C.G. Jung, médico, psiquiatra e grande pensador suíço do século passado, trouxe importantes contribuições para a abordagem da arte, com sua proposta de compreender a psique através das figuras da imaginação e não apenas pelas palavras. Sua concepção sobre arquétipos fala de modelos pré-existentes na psique, permitindo aos humanos viverem suas experiências paradoxalmente criativas e previsíveis. Então, pode-se notar que existe um padrão universal e transcultural na psicologia do desenvolvimento humano, sem impedir a singularidade e a criatividade presentes em cada indivíduo. Isto porque os arquétipos, reveladores de profundas verdades individuais e coletivas, podem ser vivenciados de inúmeras formas e expressos em infinitas imagens, com poderes transformadores, chamados por Jung de símbolos. Percebemos ao longo dos tempos que os humanos valeram-se de mitos, contos de fadas, lendas e folclore, recheados de imagens arquetípicas, que preservam os mistérios de vida, transmitindo valores éticos por meio de experiências estéticas.

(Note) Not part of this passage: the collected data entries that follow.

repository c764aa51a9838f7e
//! On-device identity store.
//!
//! The USB gadget reads its descriptor strings from one file per field at
//! boot. Missing or blank files mean "use the factory value".

use crate::api::Response;
use crate::error::{Error, Result};
use crate::identity::{Field, Identity};
use crate::preset;
use crate::sync::IdentityService;
use std::fs;
use std::path::{Path, PathBuf};
use tracing::{debug, error};

/// Directory holding the identity files on the appliance.
pub const DEFAULT_ROOT: &str = "/boot";

/// Status codes reported for write failures, one per field.
pub mod codes {
    pub const SAVE_VID: i32 = -2;
    pub const SAVE_PID: i32 = -3;
    pub const SAVE_MANUFACTURER: i32 = -4;
    pub const SAVE_PRODUCT: i32 = -5;
}

/// File-backed identity store rooted at a directory.
#[derive(Debug, Clone)]
pub struct FileStore {
    root: PathBuf,
}

impl Default for FileStore {
    fn default() -> Self {
        Self::new(DEFAULT_ROOT)
    }
}

impl FileStore {
    pub fn new(root: impl Into<PathBuf>) -> Self {
        Self { root: root.into() }
    }

    pub fn root(&self) -> &Path {
        &self.root
    }

    /// Path of the file backing `field`.
    pub fn path(&self, field: Field) -> PathBuf {
        self.root.join(format!("usb.{}", field.name()))
    }

    /// Current identity, falling back to the factory value per field.
    pub fn read(&self) -> Identity {
        let defaults = preset::default_identity();
        let mut identity = Identity::default();
        for field in Field::ALL {
            identity.set(field, self.read_or_default(field, defaults.get(field)));
        }
        debug!(identity = %identity, root = %self.root.display(), "Read USB identity");
        identity
    }

    /// Persist `identity`.
    ///
    /// VID and PID are always written. An empty manufacturer or product
    /// removes its file so the factory value applies again. Stops at the
    /// first failing field.
    pub fn write(&self, identity: &Identity) -> std::result::Result<(), Response<()>> {
        self.write_field(Field::Vid, &identity.vid)?;
        self.write_field(Field::Pid, &identity.pid)?;

        for field in [Field::Manufacturer, Field::Product] {
            let value = identity.get(field);
            if value.is_empty() {
                let _ = fs::remove_file(self.path(field));
            } else {
                self.write_field(field, value)?;
            }
        }

        debug!(
            "Stored USB identity: vid={}, pid={}, manufacturer={}, product={}",
            identity.vid, identity.pid, identity.manufacturer, identity.product
        );
        Ok(())
    }

    fn read_or_default(&self, field: Field, default: &str) -> String {
        match fs::read_to_string(self.path(field)) {
            Ok(data) if !data.trim().is_empty() => data.trim().to_string(),
            _ => default.to_string(),
        }
    }

    fn write_field(&self, field: Field, value: &str) -> std::result::Result<(), Response<()>> {
        let path = self.path(field);
        fs::write(&path, value).map_err(|e| {
            error!("failed to write {}: {e}", path.display());
            write_failure(field)
        })
    }
}

fn write_failure(field: Field) -> Response<()> {
    let (code, what) = match field {
        Field::Vid => (codes::SAVE_VID, "VID"),
        Field::Pid => (codes::SAVE_PID, "PID"),
        Field::Manufacturer => (codes::SAVE_MANUFACTURER, "manufacturer"),
        Field::Product => (codes::SAVE_PRODUCT, "product"),
    };
    Response::err(code, format!("failed to save {what}"))
}

impl IdentityService for FileStore {
    fn get_usb_identity(&self) -> Result<Identity> {
        Ok(self.read())
    }

    fn set_usb_identity(&self, identity: &Identity) -> Result<()> {
        self.write(identity).map_err(|rsp| Error::Service {
            code: rsp.code,
            msg: rsp.msg,
        })
    }
}

#[cfg(test)]
mod tests {
    use super::*;

    fn logitech() -> Identity {
        Identity::new("0x046d", "0xc31c", "Logitech", "Keyboard K120")
    }

    #[test]
    fn empty_root_reads_factory_identity() {
        let dir = tempfile::tempdir().unwrap();
        let store = FileStore::new(dir.path());
        assert_eq!(store.read(), preset::default_identity());
    }

    #[test]
    fn read_trims_and_defaults_blank_files() {
        let dir = tempfile::tempdir().unwrap();
        let store = FileStore::new(dir.path());
        fs::write(store.path(Field::Vid), "0x046d\n").unwrap();
        fs::write(store.path(Field::Product), "   \n").unwrap();

        let identity = store.read();
        assert_eq!(identity.vid, "0x046d");
        assert_eq!(identity.pid, "0x1009");
        assert_eq!(identity.product, "NanoKVM");
    }

    #[test]
    fn write_then_read() {
        let dir = tempfile::tempdir().unwrap();
        let store = FileStore::new(dir.path());
        store.write(&logitech()).unwrap();

        assert_eq!(fs::read_to_string(store.path(Field::Pid)).unwrap(), "0xc31c");
        assert_eq!(store.read(), logitech());
    }

    #[test]
    fn empty_strings_remove_optional_files() {
        let dir = tempfile::tempdir().unwrap();
        let store = FileStore::new(dir.path());
        store.write(&logitech()).unwrap();

        store.write(&Identity::new("0x046d", "0xc31c", "", "")).unwrap();
        assert!(!store.path(Field::Manufacturer).exists());
        assert!(!store.path(Field::Product).exists());

        let identity = store.read();
        assert_eq!(identity.manufacturer, "sipeed");
        assert_eq!(identity.product, "NanoKVM");
    }

    #[test]
    fn missing_root_reports_vid_failure() {
        let dir = tempfile::tempdir().unwrap();
        let store = FileStore::new(dir.path().join("absent"));

        let rsp = store.write(&logitech()).unwrap_err();
        assert_eq!(rsp.code, codes::SAVE_VID);
        assert_eq!(rsp.msg, "failed to save VID");

        match store.set_usb_identity(&logitech()) {
            Err(e) => assert_eq!(e.service_message(), Some("failed to save VID")),
            Ok(()) => panic!("write into a missing directory succeeded"),
        }
    }

    #[test]
    fn service_round_trip_through_state() {
        use crate::i18n::Locale;
        use crate::state::IdentityState;

        let dir = tempfile::tempdir().unwrap();
        let store = FileStore::new(dir.path());
        let mut state = IdentityState::new();
        state.load_with(&store);
        assert_eq!(state.selected_preset_key(), "default");

        state.select_preset("generic");
        let notice = state.save_with(&store, Locale::En).unwrap();
        assert!(!notice.is_error());
        assert_eq!(store.read().manufacturer, "Linux Foundation");
    }
}
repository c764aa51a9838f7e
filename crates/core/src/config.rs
//! Front-end configuration: which appliance to talk to and how to present it.

use crate::error::{Error, Result};
use crate::i18n::Locale;
use serde::{Deserialize, Serialize};
use std::fs;
use std::path::{Path, PathBuf};
use tracing::{debug, info};

const VALID_LOG_LEVELS: [&str; 5] = ["trace", "debug", "info", "warn", "error"];

#[derive(Debug, Clone, Default, PartialEq, Eq, Serialize, Deserialize)]
#[serde(default)]
pub struct Config {
    pub device: DeviceConfig,
    pub ui: UiConfig,
}

/// Connection to the appliance's web API.
#[derive(Debug, Clone, PartialEq, Eq, Serialize, Deserialize)]
#[serde(default)]
pub struct DeviceConfig {
    /// e.g. `http://192.168.1.100`
    pub base_url: String,
    /// Session token, sent as a cookie when set.
    pub token: Option<String>,
    pub timeout_secs: u64,
}

impl Default for DeviceConfig {
    fn default() -> Self {
        Self {
            base_url: "http://127.0.0.1".to_string(),
            token: None,
            timeout_secs: 10,
        }
    }
}

#[derive(Debug, Clone, PartialEq, Eq, Serialize, Deserialize)]
#[serde(default)]
pub struct UiConfig {
    pub locale: Locale,
    /// How long save notices stay on screen.
    pub notice_secs: u64,
    pub log_level: String,
}

impl Default for UiConfig {
    fn default() -> Self {
        Self {
            locale: Locale::En,
            notice_secs: 3,
            log_level: "info".to_string(),
        }
    }
}

impl Config {
    /// Load from `path`, or from the first standard location that exists.
    ///
    /// With no explicit path and no file on disk, defaults are returned.
    pub fn load(path: Option<&Path>) -> Result<Self> {
        let path = match path {
            Some(p) => p.to_path_buf(),
            None => match Self::candidates().into_iter().find(|p| p.exists()) {
                Some(p) => p,
                None => {
                    debug!("No configuration file found, using defaults");
                    return Ok(Self::default());
                }
            },
        };

        let content = fs::read_to_string(&path)
            .map_err(|e| Error::Config(format!("read {}: {e}", path.display())))?;
        let config = Self::parse(&content).map_err(|e| match e {
            Error::Config(msg) => Error::Config(format!("{}: {msg}", path.display())),
            other => other,
        })?;

        info!("Loaded configuration from: {}", path.display());
        Ok(config)
    }

    /// Parse and validate TOML text.
    pub fn parse(content: &str) -> Result<Self> {
        let config: Self = toml::from_str(content).map_err(|e| Error::Config(e.to_string()))?;
        config.validate()?;
        Ok(config)
    }

    pub fn save(&self, path: &Path) -> Result<()> {
        let content = toml::to_string_pretty(self).map_err(|e| Error::Config(e.to_string()))?;
        if let Some(parent) = path.parent() {
            fs::create_dir_all(parent)
                .map_err(|e| Error::Config(format!("create {}: {e}", parent.display())))?;
        }
        fs::write(path, content)
            .map_err(|e| Error::Config(format!("write {}: {e}", path.display())))?;

        info!("Saved configuration to: {}", path.display());
        Ok(())
    }

    /// Per-user configuration file.
    pub fn default_path() -> PathBuf {
        match dirs::config_dir() {
            Some(dir) => dir.join("usb-identity").join("config.toml"),
            None => PathBuf::from(".config/usb-identity/config.toml"),
        }
    }

    fn candidates() -> Vec<PathBuf> {
        vec![
            Self::default_path(),
            PathBuf::from("/etc/usb-identity/config.toml"),
        ]
    }

    fn validate(&self) -> Result<()> {
        if !VALID_LOG_LEVELS.contains(&self.ui.log_level.as_str()) {
            return Err(Error::Config(format!(
                "invalid log level '{}', must be one of: {}",
                self.ui.log_level,
                VALID_LOG_LEVELS.join(", ")
            )));
        }
        if self.device.base_url.trim().is_empty() {
            return Err(Error::Config("device.base_url must not be empty".into()));
        }
        if self.device.timeout_secs == 0 {
            return Err(Error::Config("device.timeout_secs must be positive".into()));
        }
        Ok(())
    }
}
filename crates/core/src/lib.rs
//! usb-identity-core: preset catalog, form state, and remote sync for the
//! USB identity a KVM-over-IP appliance presents to its host.
//!
//! The appliance emulates a USB keyboard/mouse gadget. Its vendor ID,
//! product ID, manufacturer and product strings can be changed to match a
//! known device; changes take effect after the appliance reboots.

pub mod api;
pub mod config;
pub mod error;
pub mod http;
pub mod i18n;
pub mod identity;
#[cfg(test)]
mod integration_tests;
pub mod preset;
pub mod state;
pub mod store;
pub mod sync;

pub use identity::{Field, Identity};
pub use state::IdentityState;
pub use sync::{IdentityService, Notice, NoticeKind};
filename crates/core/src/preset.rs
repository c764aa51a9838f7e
//! Catalog of known USB identities.
//!
//! The catalog is ordered for display. `custom` is always first and is the
//! fallback selection; its fields are all empty.

use crate::i18n::{Locale, Text};
use crate::identity::Identity;

/// Key of the sentinel entry that stands for "no preset".
pub const CUSTOM_KEY: &str = "custom";

/// Key of the appliance's factory identity.
pub const DEFAULT_KEY: &str = "default";

/// A named, predefined identity.
#[derive(Debug, Clone, Copy, PartialEq, Eq)]
pub struct Preset {
    pub key: &'static str,
    pub vid: &'static str,
    pub pid: &'static str,
    pub manufacturer: &'static str,
    pub product: &'static str,
    label: Option<&'static str>,
}

impl Preset {
    /// Owned copy of this preset's four fields.
    pub fn identity(&self) -> Identity {
        Identity::new(self.vid, self.pid, self.manufacturer, self.product)
    }

    /// Whether all four fields equal `identity` exactly (case-sensitive, untrimmed).
    pub fn matches(&self, identity: &Identity) -> bool {
        self.vid == identity.vid
            && self.pid == identity.pid
            && self.manufacturer == identity.manufacturer
            && self.product == identity.product
    }

    /// Dropdown label. Only the custom entry is translated.
    pub fn label(&self, locale: Locale) -> &'static str {
        self.label.unwrap_or_else(|| Text::Custom.localize(locale))
    }

    pub fn is_custom(&self) -> bool {
        self.key == CUSTOM_KEY
    }
}

static PRESETS: [Preset; 5] = [
    Preset {
        key: CUSTOM_KEY,
        vid: "",
        pid: "",
        manufacturer: "",
        product: "",
        label: None,
    },
    Preset {
        key: DEFAULT_KEY,
        vid: "0x3346",
        pid: "0x1009",
        manufacturer: "sipeed",
        product: "NanoKVM",
        label: Some("NanoKVM"),
    },
    Preset {
        key: "logitech",
        vid: "0x046d",
        pid: "0xc31c",
        manufacturer: "Logitech",
        product: "Keyboard K120",
        label: Some("Logitech Keyboard"),
    },
    Preset {
        key: "microsoft",
        vid: "0x045e",
        pid: "0x00db",
        manufacturer: "Microsoft",
        product: "Natural Ergonomic Keyboard",
        label: Some("Microsoft Keyboard"),
    },
    Preset {
        key: "generic",
        vid: "0x1d6b",
        pid: "0x0104",
        manufacturer: "Linux Foundation",
        product: "Multifunction Composite Gadget",
        label: Some("Generic HID"),
    },
];

/// The full catalog in display order.
pub fn presets() -> &'static [Preset] {
    &PRESETS
}

/// The appliance's factory identity.
pub fn default_identity() -> Identity {
    PRESETS[1].identity()
}

/// First preset, in declaration order, whose fields all equal `identity`.
///
/// An all-empty identity matches `custom`, which callers treat the same as
/// no match.
pub fn find_preset_by_identity(identity: &Identity) -> Option<&'static Preset> {
    PRESETS.iter().find(|p| p.matches(identity))
}

/// Exact lookup by key.
pub fn find_preset_by_key(key: &str) -> Option<&'static Preset> {
    PRESETS.iter().find(|p| p.key == key)
}

#[cfg(test)]
mod tests {
    use super::*;

    #[test]
    fn catalog_order() {
        let keys: Vec<&str> = presets().iter().map(|p| p.key).collect();
        assert_eq!(
            keys,
            ["custom", "default", "logitech", "microsoft", "generic"]
        );
        assert!(presets()[0].is_custom());
    }

    #[test]
    fn every_non_custom_preset_detects_itself() {
        for preset in presets().iter().filter(|p| !p.is_custom()) {
            let found = find_preset_by_identity(&preset.identity()).unwrap();
            assert_eq!(found.key, preset.key);
        }
    }

    #[test]
    fn no_match_for_unknown_identity() {
        let id = Identity::new("0x1234", "0xc31c", "Logitech", "Keyboard K120");
        assert!(find_preset_by_identity(&id).is_none());
    }

    #[test]
    fn match_is_case_sensitive_and_untrimmed() {
        let upper = Identity::new("0x046D", "0xc31c", "Logitech", "Keyboard K120");
        assert!(find_preset_by_identity(&upper).is_none());

        let padded = Identity::new("0x046d", "0xc31c", "Logitech ", "Keyboard K120");
        assert!(find_preset_by_identity(&padded).is_none());
    }

    #[test]
    fn all_empty_identity_hits_custom_first() {
        let found = find_preset_by_identity(&Identity::default()).unwrap();
        assert_eq!(found.key, CUSTOM_KEY);
    }

    #[test]
    fn lookup_by_key() {
        let generic = find_preset_by_key("generic").unwrap();
        assert_eq!(generic.vid, "0x1d6b");
        assert_eq!(generic.product, "Multifunction Composite Gadget");
        assert!(find_preset_by_key("razer").is_none());
        assert!(find_preset_by_key("Generic").is_none());
    }

    #[test]
    fn default_identity_is_nanokvm() {
        let id = default_identity();
        assert_eq!(id, Identity::new("0x3346", "0x1009", "sipeed", "NanoKVM"));
        assert_eq!(find_preset_by_identity(&id).unwrap().key, DEFAULT_KEY);
    }

    #[test]
    fn labels() {
        assert_eq!(presets()[0].label(Locale::En), "Custom");
        assert_eq!(find_preset_by_key("generic").unwrap().label(Locale::Zh), "Generic HID");
    }
}
//! HTTP client for the appliance's configuration API.

use crate::api::{SetUsbIdentityReq, SetUsbIdentityRsp, UsbIdentityRsp};
use crate::config::DeviceConfig;
use crate::error::{Error, Result};
use crate::identity::Identity;
use crate::sync::IdentityService;
use reqwest::blocking::{Client, RequestBuilder};
use reqwest::header::COOKIE;
use std::time::Duration;
use tracing::{debug, trace};

/// Endpoint serving both get and set.
pub const USB_IDENTITY_PATH: &str = "/api/hid/usb-identity";

/// Session cookie the appliance expects.
pub const TOKEN_COOKIE: &str = "nano-kvm-token";

/// Blocking client for `getUsbIdentity` / `setUsbIdentity`.
#[derive(Debug, Clone)]
pub struct HttpService {
    client: Client,
    endpoint: String,
    token: Option<String>,
}

impl HttpService {
    pub fn new(base_url: &str, token: Option<String>, timeout: Duration) -> Result<Self> {
        let client = Client::builder()
            .timeout(timeout)
            .build()
            .map_err(|e| Error::Transport(format!("client init: {e}")))?;

        Ok(Self {
            client,
            endpoint: endpoint_url(base_url),
            token: token.filter(|t| !t.is_empty()),
        })
    }

    pub fn from_config(config: &DeviceConfig) -> Result<Self> {
        Self::new(
            &config.base_url,
            config.token.clone(),
            Duration::from_secs(config.timeout_secs),
        )
    }

    pub fn endpoint(&self) -> &str {
        &self.endpoint
    }

    fn authorize(&self, req: RequestBuilder) -> RequestBuilder {
        match &self.token {
            Some(token) => req.header(COOKIE, format!("{TOKEN_COOKIE}={token}")),
            None => req,
        }
    }
}

impl IdentityService for HttpService {
    fn get_usb_identity(&self) -> Result<Identity> {
        trace!(url = %self.endpoint, "GET usb identity");
        let rsp: UsbIdentityRsp = self
            .authorize(self.client.get(&self.endpoint))
            .send()
            .and_then(|r| r.error_for_status())
            .and_then(|r| r.json())
            .map_err(|e| Error::Transport(format!("get usb identity: {e}")))?;

        let identity = rsp.into_result()?;
        debug!(identity = %identity, "Fetched USB identity");
        Ok(identity)
    }

    fn set_usb_identity(&self, identity: &Identity) -> Result<()> {
        trace!(url = %self.endpoint, identity = %identity, "POST usb identity");
        let body: &SetUsbIdentityReq = identity;
        let rsp: SetUsbIdentityRsp = self
            .authorize(self.client.post(&self.endpoint))
            .json(body)
            .send()
            .and_then(|r| r.error_for_status())
            .and_then(|r| r.json())
            .map_err(|e| Error::Transport(format!("set usb identity: {e}")))?;

        rsp.into_status()
    }
}

fn endpoint_url(base_url: &str) -> String {
    format!("{}{USB_IDENTITY_PATH}", base_url.trim_end_matches('/'))
}
//! User-facing strings for the identity settings panel.

use serde::{Deserialize, Serialize};
use std::fmt;

/// Supported display languages.
#[derive(Debug, Clone, Copy, Default, PartialEq, Eq, Serialize, Deserialize)]
#[serde(rename_all = "lowercase", from = "String")]
pub enum Locale {
    #[default]
    En,
    Zh,
}

impl Locale {
    /// Parse a language tag such as `en`, `en-US` or `zh_CN`.
    ///
    /// Unknown tags fall back to English.
    pub fn from_tag(tag: &str) -> Self {
        let lang = tag
            .split(['-', '_'])
            .next()
            .unwrap_or_default()
            .to_ascii_lowercase();
        match lang.as_str() {
            "zh" => Self::Zh,
            _ => Self::En,
        }
    }
}

impl From<String> for Locale {
    fn from(tag: String) -> Self {
        Self::from_tag(&tag)
    }
}

impl fmt::Display for Locale {
    fn fmt(&self, f: &mut fmt::Formatter<'_>) -> fmt::Result {
        f.write_str(match self {
            Self::En => "en",
            Self::Zh => "zh",
        })
    }
}

/// Message keys.
#[derive(Debug, Clone, Copy, PartialEq, Eq)]
pub enum Text {
    Title,
    Description,
    Preset,
    Custom,
    Vid,
    Pid,
    Manufacturer,
    Product,
    RebootRequired,
    Save,
    Saving,
    Loading,
    SaveSuccess,
    SaveFailed,
}

impl Text {
    pub fn localize(self, locale: Locale) -> &'static str {
        match locale {
            Locale::En => self.en(),
            Locale::Zh => self.zh(),
        }
    }

    fn en(self) -> &'static str {
        match self {
            Self::Title => "USB Identity",
            Self::Description => "Customize the USB device information reported to the host",
            Self::Preset => "Preset",
            Self::Custom => "Custom",
            Self::Vid => "Vendor ID",
            Self::Pid => "Product ID",
            Self::Manufacturer => "Manufacturer",
            Self::Product => "Product",
            Self::RebootRequired => "Reboot the device for changes to take effect",
            Self::Save => "Save",
            Self::Saving => "Saving...",
            Self::Loading => "Loading...",
            Self::SaveSuccess => "USB identity saved",
            Self::SaveFailed => "Failed to save USB identity",
        }
    }

    fn zh(self) -> &'static str {
        match self {
            Self::Title => "USB 标识",
            Self::Description => "自定义向主机报告的 USB 设备信息",
            Self::Preset => "预设",
            Self::Custom => "自定义",
            Self::Vid => "厂商 ID",
            Self::Pid => "产品 ID",
            Self::Manufacturer => "制造商",
            Self::Product => "产品",
            Self::RebootRequired => "重启设备后生效",
            Self::Save => "保存",
            Self::Saving => "保存中...",
            Self::Loading => "加载中...",
            Self::SaveSuccess => "USB 标识已保存",
            Self::SaveFailed => "USB 标识保存失败",
        }
    }
}
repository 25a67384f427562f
mod common;
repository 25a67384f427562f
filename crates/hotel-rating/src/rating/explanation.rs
use super::domain::{CategoryScores, CriteriaScores};
use super::rules::LinguisticLabel;

const RECOMMENDATION_THRESHOLD: f64 = 8.0;
const TOP_STAR: u8 = 5;

pub(crate) fn generate(
    category_scores: &CategoryScores,
    criteria_scores: &CriteriaScores,
    star: u8,
) -> String {
    let mut explanation = format!(
        "Assessment result: {star} star{}\n\n",
        if star == 1 { "" } else { "s" }
    );
    explanation.push_str("Rationale:\n");

    for (category, value) in category_scores.iter() {
        explanation.push_str(&format!(
            "✓ {}: {} ({value:.1}/10)\n",
            category.label(),
            LinguisticLabel::classify(value).quality()
        ));

        if let Some(criteria) = criteria_scores.criteria_for(category) {
            for (name, criterion_value) in criteria {
                explanation.push_str(&format!("   • {name}: {criterion_value}/10\n"));
            }
        }
    }

    if star < TOP_STAR {
        explanation.push_str("\nRecommendations to raise the hotel's class:\n");
        for (category, value) in category_scores.iter() {
            if value < RECOMMENDATION_THRESHOLD {
                explanation.push_str(&format!("• {}\n", category.recommendation()));
            }
        }
    }

    explanation
}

Com isso, as imagens trazidas pelo cinema podem conduzir o poder transformador dessa verdade mais profunda que não seria atingida por palavras. Por exemplo, o mito do herói, talvez o mais presente no mundo cinematográfico, nos ensina a incorporar habilidades inovadoras e vencer obstáculos que, em um primeiro momento, parecem intransponíveis. Por isso, Neo, o herói de Matrix, é um jovem levado a desafiar a ordem que destrói a individualidade e este seria um padrão arquetípico do comportamento humano.

Podemos ilustrar também com Big Fish, um dos maravilhosos filmes de Tim Burton: Um contador de histórias, Edward Bloom, está prestes a morrer de câncer. Ele vive com a mulher, Sandra, e tem um filho, Will, que após três anos afastado de casa é chamado pela mãe. O filho é um jornalista que se interessa apenas por fatos, daí sua incompatibilidade com o pai, um homem que vive muitas possibilidades heróicas através das histórias que conta em busca de minimizar a crueldade de sua realidade. Assim, ao contatar sua realidade para (re)contá-la em histórias, ensina lições sábias que jamais teriam sido alcançadas se, como o filho, apenas narrasse fatos.

Big Fish é como a vida – Há pessoas que se agarram ao concreto e outras põem ênfase no sentido oculto das coisas, aproximando-se destas, de antemão, com uma disposição simbólica. É através dos símbolos que damos sentido ao existir. Para Campbell, um grande antropólogo do século, todos nós precisamos de ajuda em nossa passagem do nascimento à vida e depois à morte. Precisamos que a vida tenha significação, tocar o eterno, compreender o misterioso, descobrir quem somos. Os mitos nos oferecem essa chance. Foi assim no filme de Tim Burton; o morrer de Edward Bloom foi sustentado pelo mito criado por ele e reproduzido maravilhosamente pelo filho, em sua hora derradeira.

O filme traz idéias sobre a importância dos mitos, que se assemelham ao pensamento junguiano e que podem ser resumidas em algumas de suas frases destacadas a seguir: “Impossível separar o homem do mito”, “O maior peixe do rio cresce tanto, porque nunca é pego”, “Qualquer caminho fica mais perigoso no escuro”, “Quando conhecemos o amor das nossas vidas o tempo pára”, “Muitos maus e ferozes são apenas solitários e sem traquejo social”, “O destino sabe como envolver um homem e pegá-lo de surpresa”, “Um homem conta tantas vezes sua história, que se torna uma delas; elas continuam vivendo após ele e, deste modo, ele se torna imortal”.

Apesar de reconhecermos que é preciso ter cautela para não reduzir a arte à ciência, com essa psicologia do cinema propomos aqui uma outra maneira da arte nos servir.